During their research, the scientists developed a new type of material composed of tiny ceramic particles interlaced with polymer strands that absorb energy from collisions faster than a material composed only of polymers.

“Mixing together plastics with some solid particles is like trying to mix oil and water," Sanat Kumar, a Columbia University professor of chemical engineering and co-author of the study, stated in the press release. "They want to separate. The realization we’ve made in my group is: One way to fix that is to chemically tether the plastics to the particles. It’s like they hate each other but they can’t get away.”

The researchers developed films from nanometer-scale ceramic particles coated with polymer strands that resemble fuzzy orbs and used them as targets in miniature impact tests to demonstrate the material's increased durability.

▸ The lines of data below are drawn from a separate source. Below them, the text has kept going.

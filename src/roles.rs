//! Role resolution: the effective permission tier of a user in a chat.

use crate::error::Result;
use crate::storage::StateStore;
use serde::{Deserialize, Serialize};
use std::sync::Arc;
use teloxide::types::{ChatId, UserId};

/// Effective tier of a user in a chat, highest precedence first.
#[derive(Debug, Clone, Copy, PartialEq, Eq, Serialize, Deserialize)]
pub enum Role {
    /// Active global ban. Overrides every chat-local role.
    Banned,
    /// Global owner of the engine.
    Owner,
    Admin,
    Trusted,
    Member,
    Muted,
}

impl Role {
    /// Roles whose messages bypass filtering entirely.
    pub fn is_privileged(&self) -> bool {
        matches!(self, Role::Owner | Role::Admin | Role::Trusted)
    }

    pub fn as_str(&self) -> &'static str {
        match self {
            Role::Banned => "banned",
            Role::Owner => "owner",
            Role::Admin => "admin",
            Role::Trusted => "trusted",
            Role::Member => "member",
            Role::Muted => "muted",
        }
    }
}

/// Chat-scoped role assignment as stored per chat.
#[derive(Debug, Clone, Copy, PartialEq, Eq, Serialize, Deserialize)]
pub enum ChatRole {
    Admin,
    Trusted,
    Muted,
}

impl ChatRole {
    pub fn as_str(&self) -> &'static str {
        match self {
            ChatRole::Admin => crate::config::role_name::ADMIN,
            ChatRole::Trusted => crate::config::role_name::TRUSTED,
            ChatRole::Muted => crate::config::role_name::MUTED,
        }
    }

    pub fn from_str(s: &str) -> Option<ChatRole> {
        match s {
            crate::config::role_name::ADMIN => Some(ChatRole::Admin),
            crate::config::role_name::TRUSTED => Some(ChatRole::Trusted),
            crate::config::role_name::MUTED => Some(ChatRole::Muted),
            _ => None,
        }
    }
}

/// Computes effective roles as a pure read against current state.
///
/// Precedence: GBAN, then global owner, then the chat-local role, then global
/// trusted, then plain member. Callers needing freshness after a role change
/// re-resolve; nothing is cached here.
pub struct RoleResolver {
    store: Arc<dyn StateStore>,
    trusted_overrides_mute: bool,
}

impl RoleResolver {
    pub fn new(store: Arc<dyn StateStore>, trusted_overrides_mute: bool) -> Self {
        RoleResolver {
            store,
            trusted_overrides_mute,
        }
    }

    pub async fn resolve(&self, user_id: UserId, chat_id: ChatId) -> Result<Role> {
        if self.store.get_gban(user_id).await?.is_some() {
            return Ok(Role::Banned);
        }
        if self.store.is_owner(user_id).await? {
            return Ok(Role::Owner);
        }
        let globally_trusted = self.store.is_global_trusted(user_id).await?;
        match self.store.chat_role(chat_id, user_id).await? {
            Some(ChatRole::Admin) => Ok(Role::Admin),
            Some(ChatRole::Trusted) => Ok(Role::Trusted),
            Some(ChatRole::Muted) => {
                // Policy knob: by default the more restrictive chat-local
                // mute wins over a global trusted mark.
                if globally_trusted && self.trusted_overrides_mute {
                    Ok(Role::Trusted)
                } else {
                    Ok(Role::Muted)
                }
            }
            None if globally_trusted => Ok(Role::Trusted),
            None => Ok(Role::Member),
        }
    }
}

#[cfg(test)]
mod tests {
    use super::*;

    #[test]
    fn chat_role_round_trips() {
        for role in [ChatRole::Admin, ChatRole::Trusted, ChatRole::Muted] {
            assert_eq!(ChatRole::from_str(role.as_str()), Some(role));
        }
        assert_eq!(ChatRole::from_str("owner"), None);
    }

    #[test]
    fn privileged_roles() {
        assert!(Role::Owner.is_privileged());
        assert!(Role::Admin.is_privileged());
        assert!(Role::Trusted.is_privileged());
        assert!(!Role::Member.is_privileged());
        assert!(!Role::Muted.is_privileged());
        assert!(!Role::Banned.is_privileged());
    }
}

Additional research revealed that the films have a distinctive property not shared by conventional polymer-based materials, which enabled them to quickly absorb energy from impacts.

This new method has the potential to significantly enhance bulletproof materials and other ballistic equipment.

“Because this material doesn't follow traditional concepts of toughening that you see in classical polymers, it opens up new ways to design materials for impact mitigation,” Edwin Chan, a materials research engineer at NIST and study co-author, stated.

The results of this research also suggest the existence of an ideal length for polymers attached to the curved surface of particles that can be used to increase material toughness.